Core building blocks
Actions
Inject Actions when the effect should react to the action stream.
private actions$ = inject(Actions);
This is the primary source for event-driven store orchestration.
ofType(...)
Use ofType(...) to narrow the stream to the actions that should trigger the effect.
this.actions$.pipe(ofType(loadItems, refreshItems));
This keeps effect pipelines targeted and avoids repeated condition checks in map or tap stages.
select(...) and state joins
Use store selectors when the effect depends on current state in addition to the incoming action.
withLatestFrom(
this.store.pipe(select(selectClips)),
this.store.pipe(select(selectConfig))
)
This pattern is especially useful when actions announce that something changed, but the final derived output depends on multiple slices.
Dispatching effects
By default, effects are dispatching effects. If an effect emits values that look like actions, HexaJS sends them back through dispatch(...).
loadSucceeded$ = createEffect(() =>
this.actions$.pipe(
ofType(loadRequested),
map(() => loadCompleted())
)
);
The runtime only dispatches emissions shaped like actions with a string type field. This keeps accidental emissions from being routed into the store.
Non-dispatching effects
For telemetry, logging, imperative integration, or other side-effect-only flows, set dispatch: false.
audit$ = createEffect(() =>
this.actions$.pipe(
ofType(saveCompleted),
tap(action => this.logger.log('Saved item', action.payload.id))
),
{ dispatch: false }
);
Use this sparingly. If the pipeline is producing new state transitions, prefer returning a real action instead.
Resilience and dead-stream recovery
HexaJS protects effects from permanently dying after an unhandled error.
The runtime wraps each effect with:
catchError(...)to log the failure,EMPTYto complete the broken inner stream,retry({ delay: () => timer(0) })to re-subscribe immediately.
That means a transient failure does not permanently disable the effect pipeline for the lifetime of the context.
This is useful for extension runtimes where content and background contexts may live for a long time and must survive intermittent failures.
Design guidance
- Keep reducers pure and move orchestration into effects.
- Keep effect classes injectable so they can resolve services and store instances cleanly.
- Keep effects coarse-grained enough to express a workflow, not one trivial operator per class.

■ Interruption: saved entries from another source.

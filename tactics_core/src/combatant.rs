//! Combatant - A character: stats, ability loadout, inventory, equipment

use crate::ability::Ability;
use crate::constants::{BASE_MAX_EP, BASE_MAX_HP, REWARD_WIN_INTERVAL};
use crate::item::{ItemKind, MagicItem};
use crate::race::Race;
use crate::stat_block::StatBlock;
use serde::{Deserialize, Serialize};
use thiserror::Error;

/// Inventory operation error. All variants are recoverable; callers
/// re-prompt rather than abort.
#[derive(Error, Debug, PartialEq, Eq)]
pub enum ItemError {
    #[error("no item at inventory slot {0}")]
    NoSuchItem(usize),
    #[error("{0} is not single-use and cannot be activated")]
    NotSingleUse(String),
}

/// What activating a single-use item actually did
#[derive(Debug, Clone, PartialEq, Eq, Serialize, Deserialize)]
pub struct ItemUse {
    pub item_name: String,
    /// HP actually regained (after the max-HP cap)
    pub hp_restored: u32,
    /// EP actually regained (after the max-EP cap)
    pub ep_restored: u32,
    /// Whether the item raised the shield flag for the current round
    pub shielded: bool,
}

/// Per-round regeneration granted by an equipped passive item
#[derive(Debug, Clone, Copy, Default, PartialEq, Eq, Serialize, Deserialize)]
pub struct PassiveTick {
    pub healed: u32,
    pub ep_gained: u32,
}

impl PassiveTick {
    pub fn is_empty(&self) -> bool {
        self.healed == 0 && self.ep_gained == 0
    }
}

/// A player-built character.
///
/// Maximum HP/EP are always base + race bonus + equipped passive bonus;
/// every operation that changes that sum immediately clamps the current
/// pools to the new maximums.
#[derive(Debug, Clone, Serialize, Deserialize)]
pub struct Combatant {
    name: String,
    race: Race,
    class_name: String,
    stats: StatBlock,
    abilities: Vec<Ability>,
    inventory: Vec<MagicItem>,
    /// Index into `inventory`; the equipped item is always present there
    equipped: Option<usize>,
    win_count: u32,
}

impl Combatant {
    /// Create a combatant at full HP and EP
    pub fn new(name: &str, race: Race, class_name: &str, abilities: Vec<Ability>) -> Self {
        let max_hp = BASE_MAX_HP + race.hp_bonus();
        let max_ep = BASE_MAX_EP + race.ep_bonus();
        Combatant {
            name: name.to_string(),
            race,
            class_name: class_name.to_string(),
            stats: StatBlock::new(max_hp, max_ep),
            abilities,
            inventory: Vec::new(),
            equipped: None,
            win_count: 0,
        }
    }

    // === Accessors ===

    pub fn name(&self) -> &str {
        &self.name
    }

    pub fn race(&self) -> Race {
        self.race
    }

    pub fn class_name(&self) -> &str {
        &self.class_name
    }

    pub fn stats(&self) -> &StatBlock {
        &self.stats
    }

    pub(crate) fn stats_mut(&mut self) -> &mut StatBlock {
        &mut self.stats
    }

    pub fn abilities(&self) -> &[Ability] {
        &self.abilities
    }

    pub fn inventory(&self) -> &[MagicItem] {
        &self.inventory
    }

    pub fn equipped_item(&self) -> Option<&MagicItem> {
        self.equipped.map(|i| &self.inventory[i])
    }

    /// Inventory position of the equipped item. Positions disambiguate
    /// duplicate items, which repeated reward draws can produce.
    pub fn equipped_index(&self) -> Option<usize> {
        self.equipped
    }

    pub fn win_count(&self) -> u32 {
        self.win_count
    }

    /// Size of the per-round move menu: abilities plus Defend and Recharge
    pub fn move_menu_size(&self) -> usize {
        self.abilities.len() + 2
    }

    /// Replace the ability loadout (roster edit path; validation happens
    /// against the catalog before this is called)
    pub fn set_abilities(&mut self, abilities: Vec<Ability>) {
        self.abilities = abilities;
    }

    // === Stat mutation ===

    pub fn heal(&mut self, amount: u32) {
        self.stats.heal(amount);
    }

    pub fn restore_energy(&mut self, amount: u32) {
        self.stats.restore_energy(amount);
    }

    /// Restore HP and EP to full (battle start)
    pub fn reset_stats(&mut self) {
        self.stats.reset();
    }

    /// Recompute maximums from base + race + equipped passive item, then
    /// clamp the current pools
    fn adjust_stats(&mut self) {
        let (item_hp, item_ep) = self
            .equipped_item()
            .map(|item| item.stat_bonuses())
            .unwrap_or((0, 0));
        let max_hp = BASE_MAX_HP + self.race.hp_bonus() + item_hp;
        let max_ep = BASE_MAX_EP + self.race.ep_bonus() + item_ep;
        self.stats.set_max_stats(max_hp, max_ep);
    }

    // === Inventory ===

    pub fn add_item(&mut self, item: MagicItem) {
        self.inventory.push(item);
    }

    /// Remove the item at `index`, unequipping it first if needed
    pub fn remove_item(&mut self, index: usize) -> Result<MagicItem, ItemError> {
        if index >= self.inventory.len() {
            return Err(ItemError::NoSuchItem(index));
        }
        match self.equipped {
            Some(e) if e == index => self.unequip(),
            Some(e) if e > index => self.equipped = Some(e - 1),
            _ => {}
        }
        Ok(self.inventory.remove(index))
    }

    /// Equip the inventory item at `index`. Passive bonuses take effect
    /// immediately with the clamp invariant.
    pub fn equip(&mut self, index: usize) -> Result<(), ItemError> {
        if index >= self.inventory.len() {
            return Err(ItemError::NoSuchItem(index));
        }
        self.equipped = Some(index);
        self.adjust_stats();
        Ok(())
    }

    /// Unequip the current item. A benign no-op when nothing is equipped.
    pub fn unequip(&mut self) {
        if self.equipped.take().is_some() {
            self.adjust_stats();
        }
    }

    /// Activate a single-use item: apply its restores and/or shield, then
    /// consume it
    pub fn use_item(&mut self, index: usize) -> Result<ItemUse, ItemError> {
        let item = self
            .inventory
            .get(index)
            .ok_or(ItemError::NoSuchItem(index))?;
        let (hp_restore, ep_restore, shields) = match item.kind {
            ItemKind::SingleUse {
                hp_restore,
                ep_restore,
                shields_all_damage,
            } => (hp_restore, ep_restore, shields_all_damage),
            ItemKind::Passive { .. } => {
                return Err(ItemError::NotSingleUse(item.name.clone()));
            }
        };
        let name = item.name.clone();

        let hp_before = self.stats.hp;
        let ep_before = self.stats.ep;
        self.stats.heal(hp_restore);
        self.stats.restore_energy(ep_restore);
        if shields {
            self.stats.shielded = true;
        }

        // Consumed on activation
        let removed = self.remove_item(index);
        debug_assert!(removed.is_ok());

        Ok(ItemUse {
            item_name: name,
            hp_restored: self.stats.hp - hp_before,
            ep_restored: self.stats.ep - ep_before,
            shielded: shields,
        })
    }

    /// Apply the equipped passive item's per-round regeneration.
    /// Returns what was actually gained after the caps.
    pub fn apply_passive_effects(&mut self) -> PassiveTick {
        let (heal, ep) = self
            .equipped_item()
            .map(|item| item.per_turn_effects())
            .unwrap_or((0, 0));
        let hp_before = self.stats.hp;
        let ep_before = self.stats.ep;
        self.stats.heal(heal);
        self.stats.restore_energy(ep);
        PassiveTick {
            healed: self.stats.hp - hp_before,
            ep_gained: self.stats.ep - ep_before,
        }
    }

    // === Win tracking ===

    /// Record a battle win. Returns true when this win is a reward
    /// milestone (every third win).
    pub fn record_win(&mut self) -> bool {
        self.win_count += 1;
        self.win_count % REWARD_WIN_INTERVAL == 0
    }
}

- Keep state joins explicit with selectors instead of reaching into raw state objects ad hoc.
- Keep
dispatch: falsefor true side-effect-only work. - Keep external IO isolated behind services instead of embedding it directly in large operator chains.
When not to use effects
Do not use effects when:
- the operation is a synchronous state transition that belongs entirely in a reducer,
- the logic is view-local and does not belong to the store lifecycle,
- a handler or controller can perform the work directly before dispatching a final action.
Effects are for reactive orchestration, not as a replacement for every service method.